Noch vor einem Jahr war Schweden Musterland einer offenen Einwanderungspolitik. Seitdem die Asylgesetze verschärft wurden, kommen immer weniger Flüchtlinge - viele kehren sogar in ihre Heimatländer zurück. In Norwegen baut man einen Zaun an der Grenze und auch in Dänemark und Finnland herrscht die neue "Nicht-Willkommenskultur".

Von Carsten Schmiester | 31.08.2016
    Schweden will bis zu 80.000 Flüchtlinge abschieben.

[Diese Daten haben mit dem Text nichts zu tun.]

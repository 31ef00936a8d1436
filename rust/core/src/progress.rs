// This Source Code Form is subject to the terms of the Mozilla Public
// License, v. 2.0. If a copy of the MPL was not distributed with this
// file, You can obtain one at https://mozilla.org/MPL/2.0/.

//! Progress hook for the two parallel phases.
//!
//! Workers call [`Progress::advance`] concurrently, so implementations must
//! be `Sync`.

use std::fmt;

/// The parallel phases of a merge run
#[derive(Debug, Clone, Copy, PartialEq, Eq, Hash)]
pub enum Phase {
    BuildingGraph,
    MergingComponents,
}

impl Phase {
    /// Human-readable label
    pub fn label(&self) -> &'static str {
        match self {
            Phase::BuildingGraph => "Building graph",
            Phase::MergingComponents => "Merging components",
        }
    }

    /// Unit of work counted during the phase
    pub fn unit(&self) -> &'static str {
        match self {
            Phase::BuildingGraph => "shapes",
            Phase::MergingComponents => "components",
        }
    }
}

impl fmt::Display for Phase {
    fn fmt(&self, f: &mut fmt::Formatter<'_>) -> fmt::Result {
        f.write_str(self.label())
    }
}

/// Receives progress notifications; every method defaults to a no-op
pub trait Progress: Sync {
    fn phase_started(&self, _phase: Phase, _total: usize) {}

    fn advance(&self, _phase: Phase, _count: usize) {}

    fn phase_finished(&self, _phase: Phase) {}
}

/// Discards all notifications
#[derive(Debug, Clone, Copy, Default)]
pub struct NoProgress;

impl Progress for NoProgress {}
// This Source Code Form is subject to the terms of the Mozilla Public
// License, v. 2.0. If a copy of the MPL was not distributed with this
// file, You can obtain one at https://mozilla.org/MPL/2.0/.

//! Geometry Engine
//!
//! The merge engine never touches a geometric kernel directly. It is handed a
//! [`GeometryEngine`] and only calls these operations, all of which take
//! shapes by reference and return new values.

use geo::{BooleanOps, Buffer, Intersects, Simplify};

use crate::bool2d::repair_polygons;
use crate::bounds::BoundingBox;
use crate::shape::Shape;

/// Computational-geometry capability injected into the merge engine
///
/// Implementations must be safe to share between worker threads.
pub trait GeometryEngine: Send + Sync {
    /// Grow (positive) or shrink (negative) a shape by `distance` in the
    /// units of its coordinates
    fn buffer(&self, shape: &Shape, distance: f64) -> Shape;

    /// Union of two shapes
    fn union(&self, a: &Shape, b: &Shape) -> Shape;

    /// True if the shapes share any point, boundaries included
    fn intersects(&self, a: &Shape, b: &Shape) -> bool;

    /// Rebuild a well-formed shape; may come back empty
    fn repair_validity(&self, shape: &Shape) -> Shape;

    /// Reduce vertex count within `tolerance`
    fn simplify(&self, shape: &Shape, tolerance: f64) -> Shape;

    fn bounding_box(&self, shape: &Shape) -> Option<BoundingBox> {
        shape.bounding_box()
    }

    fn area(&self, shape: &Shape) -> f64 {
        shape.area()
    }
}

/// Default engine backed by the geo crate, with i_overlay validity repair
#[derive(Debug, Clone, Copy, Default)]
pub struct GeoEngine;

impl GeoEngine {
    pub fn new() -> Self {
        Self
    }
}

impl GeometryEngine for GeoEngine {
    fn buffer(&self, shape: &Shape, distance: f64) -> Shape {
        if distance == 0.0 || shape.is_empty() {
            return shape.clone();
        }

        let buffered = match shape {
            Shape::Simple(polygon) => polygon.buffer(distance),
            Shape::Multi(_) => shape.to_multi().buffer(distance),
        };
        Shape::from_multi(buffered)
    }

    fn union(&self, a: &Shape, b: &Shape) -> Shape {
        if a.is_empty() {
            return b.clone();
        }
        if b.is_empty() {
            return a.clone();
        }

        let merged = match (a, b) {
            (Shape::Simple(p), Shape::Simple(q)) => p.union(q),
            _ => a.to_multi().union(&b.to_multi()),
        };
        Shape::from_multi(merged)
    }

    fn intersects(&self, a: &Shape, b: &Shape) -> bool {
        a.polygons()
            .any(|p| b.polygons().any(|q| p.intersects(q)))
    }

    fn repair_validity(&self, shape: &Shape) -> Shape {
        let mut repaired = match shape {
            Shape::Simple(polygon) => repair_polygons(std::slice::from_ref(polygon)),
            Shape::Multi(polygons) => repair_polygons(polygons),
        };

        if repaired.len() == 1 {
            Shape::Simple(repaired.remove(0))
        } else {
            Shape::Multi(repaired)
        }
    }

    fn simplify(&self, shape: &Shape, tolerance: f64) -> Shape {
        if tolerance <= 0.0 {
            return shape.clone();
        }

        match shape {
            Shape::Simple(polygon) => Shape::Simple(polygon.simplify(tolerance)),
            Shape::Multi(polygons) => {
                Shape::Multi(polygons.iter().map(|p| p.simplify(tolerance)).collect())
            }
        }
    }
}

    163.000 Flüchtlingen kamen 2015 nach Schweden. Seit Januar dieses Jahres waren es nur noch knapp 20.000 Zuwanderer - fast 11.000 sind bereits in ihre Heimatländer zurückgekehrt. (dpa/picture alliance/TT NEWS AGENCY/Johan Nilsson)

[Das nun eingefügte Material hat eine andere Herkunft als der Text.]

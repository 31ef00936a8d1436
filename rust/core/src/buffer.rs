// This Source Code Form is subject to the terms of the Mozilla Public
// License, v. 2.0. If a copy of the MPL was not distributed with this
// file, You can obtain one at https://mozilla.org/MPL/2.0/.

//! Metric buffering of shapes held in a geographic CRS.
//!
//! Every buffer is a round trip: project into the metric CRS, buffer there,
//! project back. A fixed-degree buffer would mean a different real distance
//! at every latitude.

use tilemerge_geometry::{GeometryEngine, Projector, Shape};

use crate::error::Result;

/// Buffer by a fixed metric distance through a projector
pub struct MetricBuffer<'a, E: GeometryEngine + ?Sized> {
    engine: &'a E,
    projector: &'a Projector,
    distance: f64,
}

impl<'a, E: GeometryEngine + ?Sized> MetricBuffer<'a, E> {
    pub fn new(engine: &'a E, projector: &'a Projector, distance: f64) -> Self {
        Self {
            engine,
            projector,
            distance,
        }
    }

    #[inline]
    pub fn distance(&self) -> f64 {
        self.distance
    }

    /// Grow `shape` outward by the distance
    pub fn expand(&self, shape: &Shape) -> Result<Shape> {
        self.buffered(shape, self.distance)
    }

    /// Shrink `shape` inward by the distance
    pub fn shrink(&self, shape: &Shape) -> Result<Shape> {
        self.buffered(shape, -self.distance)
    }

    /// Area of `shape` measured in the metric CRS
    pub fn metric_area(&self, shape: &Shape) -> Result<f64> {
        let projected = self.projector.project(shape)?;
        Ok(self.engine.area(&projected))
    }

    fn buffered(&self, shape: &Shape, distance: f64) -> Result<Shape> {
        if distance == 0.0 {
            return Ok(shape.clone());
        }

        let projected = self.projector.project(shape)?;
        let buffered = self.engine.buffer(&projected, distance);
        Ok(self.projector.unproject(&buffered)?)
    }
}

#[cfg(test)]
mod tests {
    use super::*;
    use approx::assert_relative_eq;
    use tilemerge_geometry::{rectangle, Crs, GeoEngine};

    #[test]
    fn test_planar_expand_matches_engine_buffer() {
        let engine = GeoEngine::new();
        let projector = Projector::identity(Crs::Planar);
        let buffer = MetricBuffer::new(&engine, &projector, 0.5);
        let square = Shape::from(rectangle(0.0, 0.0, 1.0, 1.0));

        let grown = buffer.expand(&square).unwrap();
        assert_eq!(grown, engine.buffer(&square, 0.5));

        let closed = buffer.shrink(&grown).unwrap();
        assert_relative_eq!(closed.area(), 1.0, epsilon = 1e-2);
    }

    #[test]
    fn test_geographic_buffer_is_metric() {
        let engine = GeoEngine::new();
        let projector = Projector::new(Crs::Epsg4326, Crs::Epsg3395).unwrap();
        let buffer = MetricBuffer::new(&engine, &projector, 100.0);

        // ~100m square near Kathmandu
        let square = Shape::from(rectangle(85.3000, 27.7000, 85.3010, 27.7009));
        let grown = buffer.expand(&square).unwrap();

        let before = square.bounding_box().unwrap();
        let after = grown.bounding_box().unwrap();

        // x is linear in longitude on Mercator: 100 m = 100 / (a * pi / 180) degrees
        let expected = 100.0 / (6_378_137.0 * std::f64::consts::PI / 180.0);
        assert_relative_eq!(before.min_x - after.min_x, expected, max_relative = 1e-3);
        assert_relative_eq!(after.max_x - before.max_x, expected, max_relative = 1e-3);

        // latitude growth is smaller than longitude growth away from the equator
        assert!(after.max_y - before.max_y < expected);
        assert!(after.max_y - before.max_y > 0.0);
    }

    #[test]
    fn test_zero_distance_is_identity() {
        let engine = GeoEngine::new();
        let projector = Projector::new(Crs::Epsg4326, Crs::Epsg3395).unwrap();
        let buffer = MetricBuffer::new(&engine, &projector, 0.0);
        let square = Shape::from(rectangle(10.0, 10.0, 10.001, 10.001));

        assert_eq!(buffer.expand(&square).unwrap(), square);
        assert_eq!(buffer.shrink(&square).unwrap(), square);
    }

    #[test]
    fn test_projection_failure_propagates() {
        let engine = GeoEngine::new();
        let projector = Projector::new(Crs::Epsg4326, Crs::Epsg3395).unwrap();
        let buffer = MetricBuffer::new(&engine, &projector, 1.0);
        let polar = Shape::from(rectangle(0.0, 89.0, 1.0, 90.0));

        assert!(buffer.expand(&polar).is_err());
    }
}
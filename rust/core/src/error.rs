// This Source Code Form is subject to the terms of the Mozilla Public
// License, v. 2.0. If a copy of the MPL was not distributed with this
// file, You can obtain one at https://mozilla.org/MPL/2.0/.

use thiserror::Error;

pub type Result<T> = std::result::Result<T, Error>;

#[derive(Error, Debug)]
pub enum Error {
    /// The computed components do not partition the input ids. This is a
    /// defect in indexing or adjacency, never something to paper over.
    #[error("Invariant violation: components cover {actual} of {expected} shapes ({detail})")]
    InvariantViolation {
        expected: usize,
        actual: usize,
        detail: String,
    },

    #[error("Geometry error: {0}")]
    Geometry(#[from] tilemerge_geometry::Error),

    #[error("Invalid configuration: {0}")]
    Config(String),

    #[error("Thread pool error: {0}")]
    ThreadPool(String),
}

impl Error {
    pub fn invariant(expected: usize, actual: usize, detail: impl Into<String>) -> Self {
        Error::InvariantViolation {
            expected,
            actual,
            detail: detail.into(),
        }
    }
}
// This Source Code Form is subject to the terms of the Mozilla Public
// License, v. 2.0. If a copy of the MPL was not distributed with this
// file, You can obtain one at https://mozilla.org/MPL/2.0/.

//! # Tilemerge Core
//!
//! Adjacency detection and merge engine for polygon footprints that were
//! extracted tile by tile and therefore split at tile boundaries.
//!
//! ## Overview
//!
//! - **Spatial Index**: R-tree over the bounding boxes of all inputs
//! - **Adjacency Graph**: metric buffer + exact intersection test per shape,
//!   run in parallel with [rayon](https://docs.rs/rayon)
//! - **Components**: iterative depth-first search; the result must partition
//!   the input ids exactly
//! - **Merging**: buffer, union, unbuffer (morphological closing), validity
//!   repair, explode and area filter per component, also in parallel
//!
//! ## Quick Start
//!
//! ```rust,ignore
//! use tilemerge_core::{MergeConfig, MergePipeline};
//! use tilemerge_geometry::{rectangle, Shape};
//!
//! let shapes = vec![
//!     Shape::from(rectangle(0.0, 0.0, 1.0, 1.0)),
//!     Shape::from(rectangle(1.0, 0.0, 2.0, 1.0)),
//! ];
//!
//! let pipeline = MergePipeline::new(MergeConfig::planar())?;
//! let output = pipeline.run(&shapes)?;
//! assert_eq!(output.features.len(), 1);
//! ```

pub mod adjacency;
pub mod buffer;
pub mod config;
pub mod error;
pub mod graph;
pub mod index;
pub mod merger;
pub mod pipeline;
pub mod progress;

pub use adjacency::{Adjacency, AdjacencyGraphBuilder};
pub use buffer::MetricBuffer;
pub use config::{AreaUnits, MergeConfig};
pub use error::{Error, Result};
pub use graph::{check_partition, Component, UndirectedGraph, VertexId};
pub use index::SpatialIndex;
pub use merger::{ComponentMerger, ComponentOutcome, MergedFeature};
pub use pipeline::{MergeOutput, MergePipeline, MergeStats};
pub use progress::{NoProgress, Phase, Progress};

use tilemerge_geometry::Shape;

/// Merge `shapes` with the default engine
pub fn merge_shapes(shapes: &[Shape], config: MergeConfig) -> Result<MergeOutput> {
    MergePipeline::new(config)?.run(shapes)
}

    Der dänische Regierungschef Lars Løkke Rasmussen steht seit seiner Wahl unter Druck – und zwar von ganz rechts. Seine liberal-konservative Minderheitsregierung ist auf die Unterstützung der rechtspopulistischen Dänischen Volkspartei angewiesen. Seine Asylpolitik ist dementsprechend - ganz und gar nicht nicht-liberal. Aber sie ist erfolgreich, das sagte er erst gestern in dieser online veröffentlichten Rede:
    "Als meine Partei zuletzt an der Regierung war, kamen nur etwa 5.000 Asylsuchende pro Jahr. Die Anzahl ist danach stark gestiegen, allein im vergangenen Jahr sind über 21.000 gekommen. Deshalb haben wir die Aufenthaltsbedingungen verschärft, die EU ordentlich unter Druck gesetzt und jetzt zeigt diese Politik zum Glück Wirkung."

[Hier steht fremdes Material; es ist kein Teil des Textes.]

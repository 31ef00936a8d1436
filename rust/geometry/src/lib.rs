// This Source Code Form is subject to the terms of the Mozilla Public
// License, v. 2.0. If a copy of the MPL was not distributed with this
// file, You can obtain one at https://mozilla.org/MPL/2.0/.

//! Tilemerge Geometry
//!
//! The geometry capability the merge engine is built on: a tagged polygon
//! value, an injectable [`GeometryEngine`] (geo for buffer/union/predicates,
//! i_overlay for validity repair) and CRS projection between WGS84 and the
//! Mercator systems used for metric buffering.

pub mod bool2d;
pub mod bounds;
pub mod crs;
pub mod engine;
pub mod error;
pub mod shape;

// Re-export geo types for convenience
pub use geo::{Coord, LineString, MultiPolygon, Polygon};

pub use bounds::BoundingBox;
pub use crs::{Crs, Projector};
pub use engine::{GeoEngine, GeometryEngine};
pub use error::{Error, Result};
pub use shape::{rectangle, Shape};
// This Source Code Form is subject to the terms of the Mozilla Public
// License, v. 2.0. If a copy of the MPL was not distributed with this
// file, You can obtain one at https://mozilla.org/MPL/2.0/.

//! # Tilemerge Processing
//!
//! Reads tiled polygon layers from GeoJSON, runs the merge and writes the
//! merged layer back out.
//!
//! ```rust,ignore
//! use std::path::Path;
//! use tilemerge_core::{MergeConfig, NoProgress};
//! use tilemerge_processing::merge_file;
//!
//! let stats = merge_file(
//!     Path::new("tiles.geojson"),
//!     Path::new("merged.geojson"),
//!     MergeConfig::default(),
//!     &NoProgress,
//! )?;
//! println!("{} features", stats.output_features);
//! ```

pub mod error;
pub mod geojson;
pub mod run;

pub use error::{Error, Result};
pub use geojson::{Feature, FeatureCollection, Geometry};
pub use run::{merge_file, prepare_paths, read_collection, write_collection};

    Dänische Regierung: "Es sind immer noch zu viele Flüchtlinge"
    "Zum Glück!" Das sehen inzwischen offenbar nicht nur die Anhänger der rechtspopulistischen Dänischen Volkspartei so, sondern alle Freunde der neuen "Nicht-Willkommenskultur". Sie bejubeln mit Rasmussen die jüngste Statistik des Innenministeriums. Danach sind zwischen dem 22. und 28. August nur 36 Asylanträge gestellt worden, es war die bisher "Flüchtling-schwächste" Woche des Jahres:
    "Deshalb können wir jetzt die Prognose senken auf höchstens 10.000 in diesem Jahr. Aber es sind immer noch zu viele Flüchtlinge. Ihre Zahl muss weiter nach unten. Deshalb werden wir die Bedingungen noch strenger machen und uns abschirmen, damit wir nie wieder eine Völkerwanderung auf der Autobahn erleben."
    Norwegen baut Zäune am Grenzübergang
    Auch Norwegen hat etwas gegen Völkerwanderungen und seien sie noch so klein. Keine 6.000 Flüchtlinge waren bis Ende 2015 über die "arktische Route" hoch im Norden mit Fahrrädern über die für Fußgänger gesperrte norwegisch-russische Grenze gefahren. Dann verschärfte auch Oslo die Asylgesetze weiter und schon im Dezember kamen keine Flüchtlinge mehr.
    Trotzdem wird jetzt ein im April beschlossener Zaun am Grenzübergang gebaut, rechts wie links je 100 Meter lang und dreieinhalb Meter hoch. Ein eher absurdes Zeichen dieser "Nicht-Willkommenskultur" in Skandinavien, die Sylvi Listhaug von der rechtspopulistischen Fortschrittspartei im Frühjahr so begründet hatte. Sie ist übrigens Einwanderungs- und Integrationsministerin:
    "Wir sind eines der attraktivsten Einwanderungsländer. Wir haben gesehen, dass andere sehr liberale Länder wie Deutschland und Schweden enorme Probleme bekommen haben. Würden wir unsere Asylpolitik liberalisieren, würde man morgen auf der Straße in Mogadischu davon hören. Geben wir aber ein Signal, dass wir eine strenge Asylpolitik verfolgen, dann macht das ebenso schnell die Runde."
    Frust vertreibt viele Flüchtlinge aus Schweden
    Auch in Finnland und Schweden sind die Asylgesetze deutlich verschärft worden. Aufenthaltsgenehmigungen gibt es wenn, dann nur noch befristet. Der Nachzug von Familienangehörigen wurde deutlich erschwert. Das Ergebnis: In Schweden, noch vor einem Jahr das Musterland einer offenen Einwanderungspolitik, sind nach 163.000 Flüchtlingen in 2015 seit Januar dieses Jahres nur knapp 20.000 gekommen.
    Aber fast 11.000 haben die Ausreiseprämie von gut 3.000 Euro akzeptiert und sind inzwischen in ihre Heimatländer zurückgeflogen. So viele wie nie zuvor. Freiwillige Rückkehr, heißt das offiziell, aber es ist vor allem der Frust, der diese Menschen aus Schweden vertreibt. Ahmet Abdul Mohammed ist einer von ihnen, ein 42 Jahre alter bald Ex-Flüchtling aus Bagdad:
    "Wir hatten gehört, dass der Asylprozess in Schweden nicht mehr als ein paar Monate dauern würde. Jetzt bin ich aber schon fast ein Jahr lang hier und warte immer noch auf einen Bescheid. Meine Familie kann nicht mehr länger warten. Ich habe kleine Kinder, die mich brauchen, und mein ältester Sohn kann nicht die ganze Familie versorgen."